* [Task to carry out]: Only those lines running from the start of the listing below through the line that holds "status with the" are to be written out, exactly and in full.

══════════════════════════════

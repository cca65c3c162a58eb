//! Authentication module.
//!
//! Registration and login, plus the claim structures the rest of the API
//! consumes through the auth middleware.

pub mod controller;
pub mod model;
pub mod router;
pub mod service;
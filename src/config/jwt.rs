use std::env;

/// Signing configuration for identity tokens.
///
/// Tokens use a symmetric secret and a single fixed lifetime; there are no
/// refresh tokens. Seven days matches the storefront session length.
#[derive(Clone, Debug)]
pub struct JwtConfig {
    pub secret: String,
    pub token_expiry: i64,
}

impl JwtConfig {
    pub fn from_env() -> Self {
        Self {
            secret: env::var("JWT_SECRET")
                .unwrap_or_else(|_| "your-secret-key-change-in-production".to_string()),
            token_expiry: env::var("JWT_EXPIRY")
                .ok()
                .and_then(|s| s.parse().ok())
                .unwrap_or(604800), // 7 days
        }
    }
}
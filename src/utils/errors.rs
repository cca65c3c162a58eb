use anyhow::Error;
use axum::{
    Json,
    http::StatusCode,
    response::{IntoResponse, Response},
};
use serde_json::json;

/// The one error type handlers return. Pairs an HTTP status with the
/// underlying cause; the response body carries only the display message.
#[derive(Debug)]
pub struct AppError {
    pub status: StatusCode,
    pub error: Error,
}

impl AppError {
    pub fn new<E>(status: StatusCode, err: E) -> Self
    where
        E: Into<Error>,
    {
        Self {
            status,
            error: err.into(),
        }
    }

    /// Missing or malformed input the client can fix.
    pub fn bad_request<E>(err: E) -> Self
    where
        E: Into<Error>,
    {
        Self::new(StatusCode::BAD_REQUEST, err)
    }

    /// Missing, malformed, or expired credentials.
    pub fn unauthorized<E>(err: E) -> Self
    where
        E: Into<Error>,
    {
        Self::new(StatusCode::UNAUTHORIZED, err)
    }

    /// Authenticated, but lacking the required privilege.
    pub fn forbidden<E>(err: E) -> Self
    where
        E: Into<Error>,
    {
        Self::new(StatusCode::FORBIDDEN, err)
    }

    pub fn not_found<E>(err: E) -> Self
    where
        E: Into<Error>,
    {
        Self::new(StatusCode::NOT_FOUND, err)
    }

    /// Uniqueness violation (duplicate email, duplicate enrollment).
    pub fn conflict<E>(err: E) -> Self
    where
        E: Into<Error>,
    {
        Self::new(StatusCode::CONFLICT, err)
    }

    pub fn unprocessable<E>(err: E) -> Self
    where
        E: Into<Error>,
    {
        Self::new(StatusCode::UNPROCESSABLE_ENTITY, err)
    }

    /// An external collaborator (media storage) failed.
    pub fn bad_gateway<E>(err: E) -> Self
    where
        E: Into<Error>,
    {
        Self::new(StatusCode::BAD_GATEWAY, err)
    }

    pub fn internal<E>(err: E) -> Self
    where
        E: Into<Error>,
    {
        Self::new(StatusCode::INTERNAL_SERVER_ERROR, err)
    }
}

impl IntoResponse for AppError {
    fn into_response(self) -> Response {
        let body = Json(json!({
            "error": self.error.to_string()
        }));

        (self.status, body).into_response()
    }
}

impl<E> From<E> for AppError
where
    E: Into<Error>,
{
    fn from(err: E) -> Self {
        AppError::internal(err)
    }
}
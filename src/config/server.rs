use std::env;

#[derive(Clone, Debug)]
pub struct ServerConfig {
    pub bind_addr: String,
}

impl ServerConfig {
    pub fn from_env() -> Self {
        let port = env::var("PORT")
            .ok()
            .and_then(|s| s.parse::<u16>().ok())
            .unwrap_or(3000);

        Self {
            bind_addr: format!("0.0.0.0:{}", port),
        }
    }
}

══════════════════════════════

* [Output]:
repository cca65c3c162a58eb
//! Authentication module.
//!
//! Registration and login, plus the claim structures the rest of the API
//! consumes through the auth middleware.

pub mod controller;
pub mod model;
pub mod router;
pub mod service;
filename src/config/jwt.rs
use std::env;

/// Signing configuration for identity tokens.
///
/// Tokens use a symmetric secret and a single fixed lifetime; there are no
/// refresh tokens. Seven days matches the storefront session length.
#[derive(Clone, Debug)]
pub struct JwtConfig {
    pub secret: String,
    pub token_expiry: i64,
}

impl JwtConfig {
    pub fn from_env() -> Self {
        Self {
            secret: env::var("JWT_SECRET")
                .unwrap_or_else(|_| "your-secret-key-change-in-production".to_string()),
            token_expiry: env::var("JWT_EXPIRY")
                .ok()
                .and_then(|s| s.parse().ok())
                .unwrap_or(604800), // 7 days
        }
    }
}
filename src/utils/errors.rs
repository cca65c3c162a58eb
use anyhow::Error;
use axum::{
    Json,
    http::StatusCode,
    response::{IntoResponse, Response},
};
use serde_json::json;

/// The one error type handlers return. Pairs an HTTP status with the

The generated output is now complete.